Comparative Analysis of CDM Reforestation Projects in Latin America

Organisator Laboratorium voor Geo-informatiekunde en Remote Sensing
Datum

wo 8 mei 2019 09:00 tot 09:30

Locatie Gaia, gebouwnummer 101
Droevendaalsesteeg 3
101
6708 PB Wageningen
+31 (0) 317 - 48 17 00
Zaal/kamer 2

By Olivier Hacking

Abstract
Deforestation is an important driver for land-based CO2 emissions into the Earth’s atmosphere. Together with other disturbance factors, deforestation causes land degradation and, consequentially, reduces environmental and socio-economic well-being. Particularly Latin America, with its expansive Amazon rainforest, holds enormous reserves of carbon. These reserves have faced great pressure from globalization and agricultural demands in the form of deforestation. Reforestation projects aimed at addressing this issue in Latin America, supported by government, civil society, and private actors, have been increasing in number and extent over the past decades. The objective of this research is to analyse the performance, in terms of vegetation cover change, of 15 reforestation projects in Latin America supported by the Clean Development Mechanism program. Four datasets, each based on different vegetation indicators, are used to tackle the research objective. In this way, a more reliable insight into project performance is achieved when compared to using one dataset only. Overall, 11 out of 15 projects show substantial (ranging from 2.9% to 45.7%) increases in vegetation cover. The remaining four projects show insubstantial (<2%) positive or negative change.
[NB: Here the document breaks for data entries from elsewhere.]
use oasprims_message::MessageError;
use oasprims_spec::SpecError;

// HTTP status codes an adapter should answer with.
pub const BAD_REQUEST: u16 = 400;
pub const NOT_FOUND: u16 = 404;
pub const METHOD_NOT_ALLOWED: u16 = 405;
pub const INTERNAL_SERVER_ERROR: u16 = 500;

/// Any failure of [`OasValidator`](crate::OasValidator).
#[derive(Debug, Clone, PartialEq, thiserror::Error)]
pub enum OasError {
    #[error(transparent)]
    Spec(#[from] SpecError),

    #[error(transparent)]
    Message(#[from] MessageError),

    /// The request carries no matched URI template.
    #[error("request did not match any route")]
    Unrouted,
}

impl OasError {
    /// Status code for reporting this error on the HTTP side.
    ///
    /// Client data problems map to 400; undocumented responses and broken
    /// definitions are server faults.
    pub fn status_code(&self) -> u16 {
        match self {
            OasError::Spec(SpecError::OperationNotFound { .. }) | OasError::Unrouted => NOT_FOUND,
            OasError::Spec(SpecError::MethodNotAllowed { .. }) => METHOD_NOT_ALLOWED,
            OasError::Spec(SpecError::InvalidDocument(_)) => INTERNAL_SERVER_ERROR,
            OasError::Message(err) => match err {
                MessageError::Validation(_)
                | MessageError::Unmarshal(_)
                | MessageError::UndocumentedMediaType { .. } => BAD_REQUEST,
                MessageError::UndocumentedResponse { .. }
                | MessageError::MissingParameter { .. }
                | MessageError::InvalidDefinition(_)
                | MessageError::Schema(_) => INTERNAL_SERVER_ERROR,
            },
        }
    }

    /// True when the client sent something the document does not allow.
    pub fn is_client_error(&self) -> bool {
        (400..500).contains(&self.status_code())
    }
}

pub type Result<T> = std::result::Result<T, OasError>;
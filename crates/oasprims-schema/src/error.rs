use std::fmt;

use crate::path::{ErrorPath, PathSegment};
use crate::violation::Violation;

/// One or more violations found for a single instance/schema pair.
#[derive(Debug, Clone, PartialEq, thiserror::Error)]
pub struct ValidationError {
    pub errors: Vec<Violation>,
}

impl ValidationError {
    pub fn new(errors: Vec<Violation>) -> Self {
        Self { errors }
    }

    pub fn single(violation: Violation) -> Self {
        Self {
            errors: vec![violation],
        }
    }

    pub fn errors(&self) -> &[Violation] {
        &self.errors
    }

    pub fn into_errors(self) -> Vec<Violation> {
        self.errors
    }

    /// Rewrite every violation, e.g. to prepend path segments.
    pub fn map_violations(self, f: impl FnMut(Violation) -> Violation) -> Self {
        Self {
            errors: self.errors.into_iter().map(f).collect(),
        }
    }
}

impl fmt::Display for ValidationError {
    fn fmt(&self, f: &mut fmt::Formatter<'_>) -> fmt::Result {
        let mut errors = self.errors.iter();
        match errors.next() {
            Some(first) => write!(f, "{first}")?,
            None => return write!(f, "validation failed"),
        }
        for err in errors.by_ref().take(3) {
            write!(f, "; {err}")?;
        }
        let hidden = self.errors.len().saturating_sub(4);
        if hidden > 0 {
            write!(f, "; and {hidden} more")?;
        }
        Ok(())
    }
}

/// Errors that can occur while validating or unmarshaling an instance.
#[derive(Debug, Clone, PartialEq, thiserror::Error)]
pub enum SchemaError {
    /// The instance does not satisfy the schema.
    #[error("validation failed: {0}")]
    Invalid(#[from] ValidationError),

    /// The schema itself could not be compiled.
    #[error("failed to compile schema: {0}")]
    CompileFailed(String),

    /// An array schema without `items` was asked to convert an array.
    #[error("array schema has no items (schema: {schema_path})")]
    MissingItems { schema_path: ErrorPath },
}

impl SchemaError {
    /// Prepend `segments` to the schema path of whatever this error carries.
    pub fn with_schema_prefix(self, segments: &[PathSegment]) -> Self {
        match self {
            SchemaError::Invalid(err) => SchemaError::Invalid(
                err.map_violations(|v| v.with_schema_prefix(segments.iter().cloned())),
            ),
            SchemaError::MissingItems { schema_path } => SchemaError::MissingItems {
                schema_path: schema_path.prefixed(segments.iter().cloned()),
            },
            other => other,
        }
    }

    /// Prepend `segments` to the instance path of every carried violation.
    pub fn with_path_prefix(self, segments: &[PathSegment]) -> Self {
        match self {
            SchemaError::Invalid(err) => SchemaError::Invalid(
                err.map_violations(|v| v.with_path_prefix(segments.iter().cloned())),
            ),
            other => other,
        }
    }
}

pub type Result<T> = std::result::Result<T, SchemaError>;
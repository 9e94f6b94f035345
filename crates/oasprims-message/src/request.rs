use oasprims_schema::{PathSegment, SchemaUnmarshaler, TypedValue, Violation};
use serde::Serialize;
use serde_json::Value;
use tracing::debug;

use crate::error::{collect_violations, MessageError, Result, UnmarshalError};
use crate::models::Request;
use crate::parameters::{unmarshal_parameters, ParameterValues};
use crate::request_body::unmarshal_request_body;

/// Typed parameters and body of a request that matched its operation.
#[derive(Debug, Clone, Default, PartialEq, Serialize)]
pub struct UnmarshaledRequest {
    pub parameters: ParameterValues,
    pub body: Option<TypedValue>,
}

/// Unmarshal parameters and body of `request` against an operation object.
///
/// Both stages always run; their violations are reported together as an
/// [`UnmarshalError`], parameter paths prefixed with `parameters` and body
/// paths with `requestBody`.
pub fn unmarshal_request<R>(
    unmarshaler: &SchemaUnmarshaler,
    request: &R,
    operation: &Value,
) -> Result<UnmarshaledRequest>
where
    R: Request + ?Sized,
{
    let definitions = match operation.get("parameters") {
        None => &[][..],
        Some(Value::Array(definitions)) => definitions.as_slice(),
        Some(_) => {
            return Err(MessageError::InvalidDefinition(
                "operation parameters is not a list".to_string(),
            ))
        }
    };

    let parameters_result = unmarshal_parameters(unmarshaler, request, definitions);
    let body_result = match operation.get("requestBody") {
        Some(definition) => unmarshal_request_body(unmarshaler, request, definition),
        None => Ok(None),
    };

    let mut parameter_errors = Vec::new();
    let mut request_body_errors = Vec::new();
    let parameters = collect_violations(parameters_result, &mut parameter_errors)?;
    let body = collect_violations(body_result, &mut request_body_errors)?;

    match (parameters, body) {
        (Some(parameters), Some(body)) => Ok(UnmarshaledRequest { parameters, body }),
        _ => {
            let err = UnmarshalError {
                parameter_errors: prefixed(parameter_errors, "parameters"),
                request_body_errors: prefixed(request_body_errors, "requestBody"),
            };
            debug!(
                method = request.method(),
                parameter_errors = err.parameter_errors.len(),
                request_body_errors = err.request_body_errors.len(),
                "request rejected"
            );
            Err(err.into())
        }
    }
}

fn prefixed(violations: Vec<Violation>, segment: &str) -> Vec<Violation> {
    violations
        .into_iter()
        .map(|v| v.with_schema_prefix([PathSegment::key(segment)]))
        .collect()
}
As a result of the discrepancies within a project’s performance figures, agreement on a project’s performance classification by at least three of the four datasets was determined necessary to reliably state project performance. The projects reaching agreement can thus, with greater levels of confidence, be said to perform at a specific level. Classifications include high increase (>25%), medium increase (5 – 24.99%), low increase (0.1 – 4.99%), no increase (0%), and decrease (<0%). The datasets agreed on three projects for high increase, two projects for low increase (of which one showed insubstantial change), and two projects for decrease (of which one showed insubstantial change). Reasons behind the differences in performance were investigated by comparing performance based on four factors; project area, start year, ecological zone, and soil type. Better performance was correlated with smaller project areas and later project start years. The effect of ecological zone and soil type on performance could not be determined, due to the small sample size of 15 projects. Ultimately, the results prove that many CDM reforestation projects in Latin America show increased vegetation cover since project implementation.